You can also, as a school garden teacher passed on, measure and mark every spot with a popsicle stick, before you plant, that way you get to plant twice!  Exciting if you are a kid gardener.  You can of course plant here and there and everywhere, but keep in mind how big your plants will get when planting, they look little now but just wait till September!! Also irrigation lines, if you are adding them, are linear and can only bend so much, so laying the lines and then planting where the water drips out is a perfect way to get it right.

#5- TIME OF DAY-Think cool and crisp.  I like to transplant in the evening, so peaceful and lovely….some prefer early morning..Or during the day when the shade hits your garden..When ever you choose, try to make sure it is Cool, crisp and the plants will not be in direct sunlight very long.  These days we have had some clouds rolling in and that is perfect for transplanting.

#6- WIND PROTECTION– Spring winds can be fierce and take a toll on young plants, especially those that have never experienced it before inside.  You can’t always predict or work around the winds in spring, but you can protect your plants in a few ways.

Glass Cloche for sale in Italy

Homemade Cloches (glass covers for plants) work well.  Just cut a plastic bottles bottom off and place over the plant after transplanting.  You can leave it on for a week or so until you notice the plant has really taken hold and is showing new growth.
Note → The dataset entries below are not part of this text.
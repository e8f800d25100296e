//! Timeouts and delays of a watch session.

use crate::error::ConfigError;
use serde::{Deserialize, Serialize};
use std::path::Path;
use std::time::Duration;

/// Session timing parameters, all in milliseconds
///
/// Every field has a default, so a config file only needs to name what it changes:
///
/// ```json
/// { "lookup_timeout_ms": 20000 }
/// ```
#[derive(Debug, Clone, PartialEq, Eq, Serialize, Deserialize)]
#[serde(default)]
pub struct SessionConfig {
    /// Wait for each handshake response
    pub auth_timeout_ms: u64,
    /// Wait for the whole lookup phase
    pub lookup_timeout_ms: u64,
    /// Lower bound of the encrypted get deadline
    pub get_timeout_min_ms: u64,
    /// Upper bound of the encrypted get deadline
    pub get_timeout_max_ms: u64,
    /// Slowest transfer rate still considered healthy, used to scale the get deadline
    pub min_throughput_bps: u64,
    /// Pause between the lookup completion and the get request
    pub settle_delay_ms: u64,
}

impl Default for SessionConfig {
    fn default() -> Self {
        Self {
            auth_timeout_ms: 10_000,
            lookup_timeout_ms: 15_000,
            get_timeout_min_ms: 20_000,
            get_timeout_max_ms: 60_000,
            min_throughput_bps: 1024,
            settle_delay_ms: 50,
        }
    }
}

impl SessionConfig {
    pub fn from_json(json: &str) -> Result<Self, ConfigError> {
        let config: SessionConfig = serde_json::from_str(json)?;
        config.validate()?;
        Ok(config)
    }

    pub fn load(path: impl AsRef<Path>) -> Result<Self, ConfigError> {
        let json = std::fs::read_to_string(path)?;
        Self::from_json(&json)
    }

    pub fn validate(&self) -> Result<(), ConfigError> {
        if self.get_timeout_min_ms > self.get_timeout_max_ms {
            return Err(ConfigError::Invalid(format!(
                "get_timeout_min_ms ({}) exceeds get_timeout_max_ms ({})",
                self.get_timeout_min_ms, self.get_timeout_max_ms
            )));
        }
        if self.min_throughput_bps == 0 {
            return Err(ConfigError::Invalid("min_throughput_bps must be positive".to_string()));
        }
        Ok(())
    }

    pub fn auth_timeout(&self) -> Duration {
        Duration::from_millis(self.auth_timeout_ms)
    }

    pub fn lookup_timeout(&self) -> Duration {
        Duration::from_millis(self.lookup_timeout_ms)
    }

    pub fn settle_delay(&self) -> Duration {
        Duration::from_millis(self.settle_delay_ms)
    }

    /// Deadline for the get phase of a file of `file_size` bytes
    ///
    /// The minimum plus the time the file takes at `min_throughput_bps`,
    /// clamped to the configured maximum.
    pub fn get_timeout(&self, file_size: u32) -> Duration {
        let throughput = self.min_throughput_bps.max(1);
        let transfer_ms = u64::from(file_size).saturating_mul(1000) / throughput;
        let ms = self
            .get_timeout_min_ms
            .saturating_add(transfer_ms)
            .min(self.get_timeout_max_ms.max(self.get_timeout_min_ms));
        Duration::from_millis(ms)
    }
}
Bottle over a transplant creates a mini greenhouse

You can also add floating row cover for protection from wind, bird, bug, etc…This is basically making a mini hoop house over your bed with wire hoops and woven fabric.  I believe the Row cover is sold by the yard at Plants of the Southwest and the wire is 19 gauge wire you buy in rolls at the hardware store, I found mine at Lowe’s in the back of the garden section with the fencing supplies.  I fasten the cover to the hoops with clothes pins and pile dirt or rocks where it meets the ground.  If the wind gets underneath it, it will take off like a sail. Here is a video on Using Row Covers from Johnny’s Seed Co to get the full idea.

#7- WATER-Water well, really well- The soil into which you plant should be pre-moisten, not a mud hole, but moist.  I like to water the morning before transplanting, so the soil has a bit of time to absorb the water.  If you can’t do that go ahead and water first, then plant.  Once your plant is in the ground, water the plant daily, or twice daily, for about a week until you see it thriving, then you can taper off down your irrigation schedule.  If you are using a cloche, it does create a mini greenhouse so make sure the plant stays moist in there.

#8- DEPTH-Pretty intuitive, but do make sure you plant your plant at the same soil level as it was in the pot.  You can make a little moat around your plant too so that the water will pool around it and not runoff, but seep in slowly around the roots.

Little moat helps catch water

#9- FERTIGATE– Meaning add liquid fertilizer to a watering can, and give a little to each transplant.  This vitamin boost will help them along in the transition.  I use Super thrive and liquid seaweed or Kelp Extract.  Remember a little goes and long way!! (dilution recommendations are on the bottles)

ORGANIC Liquid fertilizers

#10-WHO TO TRANSPLANT— Every seed packet comes with a recommendation for your plants, but in the case that you inherited all home saved seed and don’t know where to begin.

GENERALLY (there are always exceptions)

I like to transplant ( Heat loving Crops)

Tomatoes, Basil, Peppers, Eggplant, Cabbage, Broccoli,

I like to direct seed ( Large Seeded Crops & Roots)

Large Seeded Crops:  Corn,Beans,Squash

Root Crops: Carrots, Beets, Parsnips, Turnips, Rutabega, Kolrabi, Potato, Radish,

Hearty Crops: Dill, Kale, Chard, Arugula, Leeks

Things that don’t transplant well: Spinach, Cilantro, Peas

Exceptions: Onions (though onion sets are transplanted and do wonderfully here) Lettuce does well direct seeded, though I do transplant lettuce for early crops,

Summer Squash, Melons, and Cucumber are traditionally planted direct seed, but I have had great luck transplanting them.